有些东西明知道真相还是不愿意去捅破。
百里赦不愿意让我去窥探他的前世那我就当作是什么都不知道,什么都没发生好了。
过去了一年了,当知道一年前就已经去世的亲人还活着的时候,内心就像是被什么东西给紧紧揪住了。
辗转反侧,彻夜难眠。
自从发现了六婆子和奶奶有很多相似之处后,我就经常跑到厨房。
这里的厨房装饰是很古老的那种,有那种需要生火的土灶台,每日里我就帮六婆子生火。越是看她就越是觉得像奶奶,虽然容貌确实不同,但感觉错不了。
“夫人……”老是被盯着看,总还是有些尴尬的,不只一次,我对着六婆子发呆了。
我缓过了神,收回了自己的眼睛。
“夫人,有心事?”
“也没什么,就是看到你想到了故人。”
“我看您这几日发呆得厉害,是阳间的吗?”
“恩。”
“夫人现在算是半个凡人,只要你想回去,很容易的,只要百里赦大人同意,回娘家探探亲又有何不可?”
“她已经不在阳间了。”
听到这儿,六婆子有些不知所措,不过她既没有安慰我,也没有将眼神别过去,只是在一旁静静地看着我。
“没关系的。”只是想要缓解一下尴尬的气氛。
“那她现在在阴间咯,那就更容易见到她了呀。”六婆子就像是佐贺的超级奶奶,永远乐观,永远想得到解决问题的办法。

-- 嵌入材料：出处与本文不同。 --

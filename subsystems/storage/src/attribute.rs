//! # SMART Attribute Table
//!
//! SMART data is a fixed array of attribute slots. The controller hands
//! over identifier 0 for unused slots; that sentinel is turned into `None`
//! here, so nothing downstream ever sees an attribute numbered 0.

use crate::{StorageError, StorageResult};
use core::num::NonZeroU8;

/// Number of attribute slots
pub const SMART_SLOTS: usize = 256;

/// Attribute display name
pub type AttributeName = heapless::String<32>;

/// 48 bits of vendor raw data
#[derive(Debug, Clone, Copy, Default, PartialEq, Eq)]
pub struct RawData {
    /// Bits 0-31
    pub low: u32,
    /// Bits 32-47
    pub high: u16,
    /// Bits 48-63 as delivered by the controller
    pub extra: u16,
}

impl RawData {
    /// Create raw data from its three sub-fields
    pub const fn new(low: u32, high: u16, extra: u16) -> Self {
        Self { low, high, extra }
    }

    /// Whether any sub-field is non-zero
    #[inline]
    pub fn is_nonzero(&self) -> bool {
        self.low != 0 || self.high != 0 || self.extra != 0
    }

    /// Sub-fields combined into one value
    pub fn as_u64(&self) -> u64 {
        u64::from(self.low) | u64::from(self.high) << 32 | u64::from(self.extra) << 48
    }
}

/// One SMART attribute
#[derive(Debug, Clone, PartialEq, Eq)]
pub struct SmartAttribute {
    /// Attribute identifier
    pub id: NonZeroU8,
    /// Display name (may be empty)
    pub name: AttributeName,
    /// Current normalized value
    pub value: u8,
    /// Worst value recorded
    pub worst: u8,
    /// Failure threshold (0 = none defined)
    pub threshold: u8,
    /// Vendor raw data
    pub raw: RawData,
}

impl SmartAttribute {
    /// Create an attribute without a display name
    pub fn new(id: NonZeroU8, value: u8, worst: u8, threshold: u8, raw: RawData) -> Self {
        Self {
            id,
            name: AttributeName::new(),
            value,
            worst,
            threshold,
            raw,
        }
    }

    /// Build from a controller entry; identifier 0 is an empty slot
    pub fn from_raw(id: u8, value: u8, worst: u8, threshold: u8, raw: RawData) -> Option<Self> {
        NonZeroU8::new(id).map(|id| Self::new(id, value, worst, threshold, raw))
    }

    /// Set the display name, truncating at the name capacity
    pub fn with_name(mut self, name: &str) -> Self {
        self.name.clear();
        for ch in name.chars() {
            if self.name.push(ch).is_err() {
                break;
            }
        }
        self
    }

    /// Whether a failure threshold is defined
    #[inline]
    pub fn has_threshold(&self) -> bool {
        self.threshold != 0
    }

    /// Whether the value has fallen below the threshold
    #[inline]
    pub fn is_failing(&self) -> bool {
        self.value < self.threshold
    }
}

/// Fixed table of SMART attribute slots
#[derive(Debug, Clone)]
pub struct AttributeTable {
    slots: [Option<SmartAttribute>; SMART_SLOTS],
}

impl AttributeTable {
    const EMPTY: Option<SmartAttribute> = None;

    /// Create a table with every slot empty
    pub const fn new() -> Self {
        Self {
            slots: [Self::EMPTY; SMART_SLOTS],
        }
    }

    /// Empty every slot
    pub fn clear(&mut self) {
        self.slots.iter_mut().for_each(|slot| *slot = None);
    }

    /// Fill or empty slot `index`
    pub fn set(&mut self, index: usize, attribute: Option<SmartAttribute>) -> StorageResult<()> {
        let slot = self
            .slots
            .get_mut(index)
            .ok_or(StorageError::SlotOutOfRange(index))?;
        *slot = attribute;
        Ok(())
    }

    /// Attribute in slot `index`, if any
    pub fn get(&self, index: usize) -> Option<&SmartAttribute> {
        self.slots.get(index).and_then(Option::as_ref)
    }

    /// Iterate over occupied slots in slot order
    pub fn iter(&self) -> impl Iterator<Item = &SmartAttribute> {
        self.slots.iter().flatten()
    }

    /// Number of occupied slots
    pub fn occupied(&self) -> usize {
        self.iter().count()
    }
}

impl Default for AttributeTable {
    fn default() -> Self {
        Self::new()
    }
}

#[cfg(test)]
mod tests {
    use super::*;

    fn raw(low: u32) -> RawData {
        RawData::new(low, 0, 0)
    }

    #[test]
    fn test_zero_id_is_empty_slot() {
        assert!(SmartAttribute::from_raw(0, 100, 100, 0, raw(7)).is_none());
        let attr = SmartAttribute::from_raw(9, 98, 98, 0, raw(1234)).expect("id 9");
        assert_eq!(attr.id.get(), 9);
        assert!(!attr.has_threshold());
        assert!(!attr.is_failing());
    }

    #[test]
    fn test_raw_data() {
        assert!(!RawData::default().is_nonzero());
        assert!(RawData::new(0, 0, 1).is_nonzero());
        assert!(RawData::new(0, 1, 0).is_nonzero());
        assert_eq!(RawData::new(0x1234_5678, 0x9ABC, 0xDEF0).as_u64(), 0xDEF0_9ABC_1234_5678);
    }

    #[test]
    fn test_name_truncates() {
        let attr = SmartAttribute::from_raw(1, 100, 100, 6, raw(0))
            .expect("id 1")
            .with_name("Raw_Read_Error_Rate_With_A_Very_Long_Suffix");
        assert_eq!(attr.name.len(), 32);
        assert!(attr.name.starts_with("Raw_Read_Error_Rate"));
    }

    #[test]
    fn test_table_slots() {
        let mut table = AttributeTable::new();
        assert_eq!(table.occupied(), 0);

        table
            .set(3, SmartAttribute::from_raw(5, 100, 100, 36, raw(0)))
            .expect("slot 3");
        table
            .set(255, SmartAttribute::from_raw(194, 40, 55, 0, raw(40)))
            .expect("slot 255");
        table
            .set(4, SmartAttribute::from_raw(0, 1, 1, 1, raw(1)))
            .expect("slot 4");
        assert_eq!(
            table.set(SMART_SLOTS, None),
            Err(StorageError::SlotOutOfRange(SMART_SLOTS))
        );

        assert_eq!(table.occupied(), 2);
        assert!(table.get(4).is_none());
        let ids: [u8; 2] = [5, 194];
        assert!(table.iter().map(|a| a.id.get()).eq(ids.iter().copied()));

        table.clear();
        assert_eq!(table.occupied(), 0);
    }
}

如果真的像是她说的,我现在肯定不会那么惆怅了,只是摇了摇头。
“你说她不在阳间也不在阴间?”
六婆子的眼中闪过了一丝惊讶,半天才小心翼翼地,“她……魂飞魄散了?”
灰飞烟灭倒还是没有,我也不知道现在她具体处于什么情况,或者说就像是南无府邸里的那把古琴女鬼一样?生活在阴阳裂缝里边?
我没有再说什么了,只是将旁边的柴火又递了进去。
六婆子见我不再开口,也理起了手中的事情,。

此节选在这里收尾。